Shepherd agent

New users are added to the database by an internal staff member through the admin page. The onfly information required is a name to identify the user; we use API keys to log users in instead of a user password. A User can possess more than one Shepherd Agent (one per environment that they have, or one per different algorithm on one environment to compare algorithms, for instance).

Once a Shepherd user exists, a Shepherd agent associated to that user can be created. To avoid the need for a user name and password, we use generated API keys by the UUID module. The particularity of our usage of API keys is that one API key is also associated to one Shepherd Agent. When logging in to Shepherd, the client sends an API key to the server, which retrieves the corresponding API key object, linked to the user’s corresponding Agent. In the case where a user has multiple Shepherd agents, they would also have multiple API keys, one per agent. The advantage of this setting is that if one API key is leaked, only one of the user’s Shepherd Agents is leaked.

The specification of the action and observation spaces of the user’s environment are required for the initialization of a Shepherd Agent. It is also at the agent creation time that an RL algorithm to be executed by the agent is chosen. New Shepherd agents are created through the admin page, as well as the parameter values to configure the algorithm run by an agent.

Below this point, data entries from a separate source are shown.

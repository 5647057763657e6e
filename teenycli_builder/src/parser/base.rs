use std::collections::{HashMap, VecDeque};
use thiserror::Error;

#[cfg(feature = "tracing_debug")]
use tracing::debug;

use crate::api::{ArgumentSpec, Datum, InvalidCapture, ParameterClass};
use crate::constant::*;
use crate::matcher::*;
use crate::model::Arity;

/// The ways a parser may be mis-configured.
///
/// These are programming errors: they surface at declaration time (or from `dispatch`), never from user input.
#[derive(Debug, Error, PartialEq, Eq)]
pub enum ConfigError {
    /// An argument was declared without any names.
    #[error("An argument must be declared with at least one name.")]
    NoNames,

    /// A positional was declared with `Arity::Zero`.
    #[error("`arity=Zero` is only valid for flags (positional '{0}').")]
    ZeroPositional(String),

    /// A flag was declared with `Arity::Zero` and `required(true)`.
    #[error("`arity=Zero` and `required=true` are incompatible (argument '{0}').")]
    ZeroRequired(String),

    /// An argument was declared with both a default and `required(true)`.
    #[error("A default value and `required=true` are incompatible (argument '{0}').")]
    RequiredDefault(String),

    /// A flag was declared with `Arity::Zero` and a converter.
    #[error("`arity=Zero` takes no values to convert (argument '{0}').")]
    ZeroConvert(String),

    /// A flag was declared with `Arity::Zero` and a default that is not a `bool`.
    #[error("`arity=Zero` requires a `bool` default (argument '{0}').")]
    ZeroDefault(String),

    /// An argument name is malformed.
    #[error("Invalid argument name '{name}': {reason}.")]
    InvalidName {
        /// The offending name.
        name: String,
        /// What is wrong with it.
        reason: &'static str,
    },

    /// Two arguments resolve to the same destination.
    #[error("Cannot duplicate the argument '{0}'.")]
    DuplicateArgument(String),

    /// A flag alias is already taken (including the built-in `-h/--help` and `--version`).
    #[error("Cannot duplicate the option '{0}'.")]
    DuplicateOption(String),

    /// A positional was added to a node which already has sub-commands.
    #[error("Cannot add positional '{0}' to a parser with sub-commands.")]
    PositionalWithSubcommands(String),

    /// A sub-command was added to a node which already has positionals.
    #[error("Cannot add sub-command '{command}' to a parser with positionals (positional '{positional}').")]
    SubcommandsWithPositionals {
        /// The rejected sub-command.
        command: String,
        /// The first positional of the node.
        positional: String,
    },

    /// A sibling sub-command already uses this name.
    #[error("Cannot duplicate the sub-command '{0}'.")]
    DuplicateSubcommand(String),

    /// Sibling sub-commands disagree on whether selecting one is required.
    #[error("Sub-command '{0}' is inconsistent with its siblings: all must declare the same `required` setting.")]
    InconsistentRequired(String),

    /// The parse resolved to a parser with no handler, and no fallback was given.
    #[error("You need to either pass a handler to `dispatch()`, or register sub-commands with `subcmd()`.")]
    MissingHandler,
}

/// The outcome of a failed dispatch.
#[derive(Debug, Error, PartialEq, Eq)]
pub enum DispatchError {
    /// The parser is mis-configured.
    #[error(transparent)]
    Config(#[from] ConfigError),

    /// Parsing stopped early; the process should exit with this code.
    /// Help and version requests exit with `0`, user errors with `1`.
    #[error("Exit with code {0}.")]
    Exit(i32),
}

#[derive(Debug, Error, PartialEq, Eq)]
#[error("Parse error: {0}")]
pub(crate) struct ParseError(pub(crate) String);

impl From<MatchError> for ParseError {
    fn from(error: MatchError) -> Self {
        ParseError(error.to_string())
    }
}

impl From<InvalidCapture> for ParseError {
    fn from(error: InvalidCapture) -> Self {
        ParseError(error.to_string())
    }
}

impl From<TokenMatcherError> for ConfigError {
    fn from(error: TokenMatcherError) -> Self {
        match error {
            TokenMatcherError::DuplicateOption(alias) => ConfigError::DuplicateOption(alias),
        }
    }
}

pub(crate) type Values = Vec<(String, Option<Box<dyn Datum>>)>;

/// Parses the tokens destined to a single node of the command tree.
pub(crate) struct Parser<'a> {
    token_matcher: TokenMatcher,
    specs: HashMap<String, &'a ArgumentSpec>,
    ordered: Vec<&'a ArgumentSpec>,
    branching: bool,
}

impl<'a> std::fmt::Debug for Parser<'a> {
    fn fmt(&self, f: &mut std::fmt::Formatter<'_>) -> std::fmt::Result {
        f.debug_struct("Parser{..}").finish()
    }
}

impl<'a> Parser<'a> {
    /// Build the parser for one node.
    ///
    /// When `branching`, consumption stops at the first free positional-like token, which selects a sub-command.
    pub(crate) fn new(
        specs: impl IntoIterator<Item = &'a ArgumentSpec>,
        branching: bool,
        version: bool,
    ) -> Result<Self, ConfigError> {
        let mut option_configs = vec![OptionConfig::new(
            HELP_DEST,
            vec![format!("-{HELP_SHORT}"), format!("--{HELP_NAME}")],
            Bound::Range(0, 0),
            false,
        )];
        let mut argument_configs = VecDeque::default();
        let mut by_dest: HashMap<String, &'a ArgumentSpec> = HashMap::default();
        let mut ordered = Vec::default();
        let mut claims_version = false;

        for spec in specs.into_iter() {
            if by_dest.insert(spec.dest().to_string(), spec).is_some() {
                return Err(ConfigError::DuplicateArgument(spec.dest().to_string()));
            }

            match spec.class() {
                ParameterClass::Flag => {
                    claims_version |= spec.names().iter().any(|n| n == &format!("--{VERSION_NAME}"));
                    option_configs.push(OptionConfig::from(spec));
                }
                ParameterClass::Positional => {
                    argument_configs.push_back(ArgumentConfig::from(spec));
                }
            }

            ordered.push(spec);
        }

        if version && !claims_version {
            option_configs.push(OptionConfig::new(
                VERSION_DEST,
                vec![format!("--{VERSION_NAME}")],
                Bound::Range(0, 0),
                false,
            ));
        }

        let token_matcher = TokenMatcher::new(option_configs, argument_configs)?;

        Ok(Self {
            token_matcher,
            specs: by_dest,
            ordered,
            branching,
        })
    }

    /// Consume the tokens of this node.
    /// Offsets (including those of errors) are indices into `tokens`.
    pub(crate) fn consume(self, tokens: &[&str]) -> Result<Action, (usize, ParseError)> {
        let Parser {
            mut token_matcher,
            specs,
            ordered,
            branching,
        } = self;

        // 1. Feed the raw tokens to the matcher, stopping at the sub-command selector.
        // Feeding carries on past an error, so that a later `--help` still takes effect.
        let mut selector: Option<OffsetValue> = None;
        let mut feed_error: Option<(usize, ParseError)> = None;

        for (offset, token) in tokens.iter().enumerate() {
            if branching && token_matcher.is_branch_point(token) {
                selector.replace((offset, token.to_string()));
                break;
            }

            if let Err(error) = token_matcher.feed(token) {
                // Only report the first error.
                feed_error.get_or_insert((offset, ParseError::from(error)));
            }
        }

        let matches = match token_matcher.close() {
            Ok(matches) | Err((_, _, matches)) if matches.contains(HELP_DEST) => {
                return Ok(Action::PrintHelp);
            }
            Ok(matches) | Err((_, _, matches)) if matches.contains(VERSION_DEST) => {
                return Ok(Action::PrintVersion);
            }
            Ok(matches) => match feed_error {
                Some(error) => Err(error),
                None => Ok(matches),
            },
            Err((offset, error, _)) => {
                Err(feed_error.unwrap_or_else(|| (offset, ParseError::from(error))))
            }
        }?;

        // 2. Convert the raw values; later occurrences of a flag win over earlier ones.
        let mut captured: HashMap<String, Box<dyn Datum>> = HashMap::default();

        for match_tokens in matches.values {
            let spec = specs
                .get(&match_tokens.name)
                .expect("internal error - mismatch between matches and specs");
            let value = capture(spec, &match_tokens)?;
            captured.insert(match_tokens.name, value);
        }

        // 3. Every declared argument is represented, falling back to its default.
        let values = ordered
            .into_iter()
            .map(|spec| {
                let value = captured
                    .remove(spec.dest())
                    .or_else(|| spec.default_value());
                (spec.dest().to_string(), value)
            })
            .collect();

        #[cfg(feature = "tracing_debug")]
        {
            debug!("Consumed {values:?}, selector {selector:?}.");
        }

        Ok(Action::Continue { values, selector })
    }
}

fn capture(spec: &ArgumentSpec, match_tokens: &MatchTokens) -> Result<Box<dyn Datum>, (usize, ParseError)> {
    let converter = spec.converter();

    match spec.arity() {
        Arity::Zero => Ok(Box::new(true)),
        Arity::One => match &match_tokens.values[..] {
            [(offset, value)] => converter
                .capture(value)
                .map_err(|error| (*offset, ParseError::from(error))),
            _ => unreachable!("internal error - arity One must match precisely 1 token"),
        },
        Arity::Many => {
            let raw: Vec<&str> = match_tokens
                .values
                .iter()
                .map(|(_, value)| value.as_str())
                .collect();
            converter.capture_all(&raw).map_err(|(index, error)| {
                (match_tokens.values[index].0, ParseError::from(error))
            })
        }
    }
}

#[derive(Debug)]
pub(crate) enum Action {
    Continue {
        values: Values,
        selector: Option<OffsetValue>,
    },
    PrintHelp,
    PrintVersion,
}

The difference between a Shepherd agent and a standard RL agent is that several standard RL agents can “run” one Shepherd agent: a Shepherd agent stores a configuration, specifying which algorithm must be executed, the parameters, as well as the latest generated model and results obtained.

Creating a Shepherd agent

Alternative text

The user owning the Shepherd agent must be specified. Only they (the user) can launch that specific Shepherd agent, access its learned models, see its learning curves, perform special actions such as deleting the agent and its models, etc.

The algorithm run by all RL agent instances under that Shepherd agent must also be specified. There exist several RL algorithms, and some might work better than others depending on the problem/environment (e.g., not all RL algorithms are compatible with continuous actions). The algorithm chosen during the creation of a Shepherd agent cannot be changed afterwards.

Alternative text

Action and observation spaces

A Shepherd is always associated with one environment to be solved. This environment, run on the client’s side, must send observations to the Shepherd agent, and receives actions in return.

Let’s consider CartPole-v0, from the Gym. Its observations are in the form of vectors of four floats; each float is equal to 3.4028234663852886e+38 at its highest, and -3.4028234663852886e+38 at its lowest.

Alternative text

In the specs of the Shepherd agent on the admin site, the action and observation spaces must be expressed in valid JSON. We set the action space to two (corresponding to the two discrete actions available in CartPole); the observation space can eb expressed as follows: [[space], low, high].

Alternative text

There are few “special actions” that the user can do through the admin page; they can download data from the agent, such as the episode rewards and the agent’s model, and reboot its learning, which is especially useful when the environment has been modified and that previous results become irrelevant.

Alternative text

Algorithms

An Algorithm has a fairly brief definition in our database; it has a name, often the abbreviated version of the name of an RL algorithm, such as PPO or A3C and a Boolean flag indicating whether it is compatible with environments with continuous actions or not. An Algorithm also has several Parameters associated to it. Algorithm objects are preexisting the creation of Users and Agents; we pre-populate the database with RL algorithms from Stable Baselines 3, but adding new algorithms that are not from Stable Baselines 3 is trivial.

Parameter values

When a new Shepherd agent is created, an RL algorithm must be chosen to be run by this agent. If they want to, the user can configure the algorithm through setting the value of some parameters, via the addition of ParameterValue objects in the database. This comes in handy when the user wants to try parameter values different from predefined default ones. The value chosen is stored in value_int, value_float, value_bool (exclusive) or value_str, depending on the type of the corresponding Parameter object (see below); all three other value attributes are set to null. A ParameterValue is associated to one Shepherd Agent, and to one Parameter.

Parameters

Each RL algorithm in the database uses a multitude of Parameters (e.g., learning rate, batch size, gamma, etc), all associated to that one algorithm. The type of the value this parameter can take is defined by an Integer in [1, 2, 3, 4]; if type is equal to 1, the value of the parameter must be an Integer, if type = 2, the value must be a floating point, etc. Only one of the attributes value_int, value_float, value_bool and value_str contains a value different than null, depending on the type attribute. Similarly to Algorithms, Parameters are pre-existing ParameterValues; we populate the database with parameters used by most RL algorithms, and set their default values, before the addition of Users and their Shepherd Agents.

Episode Returns

Multiple EpisodeReturns are associated to one Shepherd Agent. Each EpisodeReturn object stores a float (the sum of all rewards collected during one episode), and a date time field. Episode returns are used to plot the Agent’s learning curve, automatically displayed on the admin page.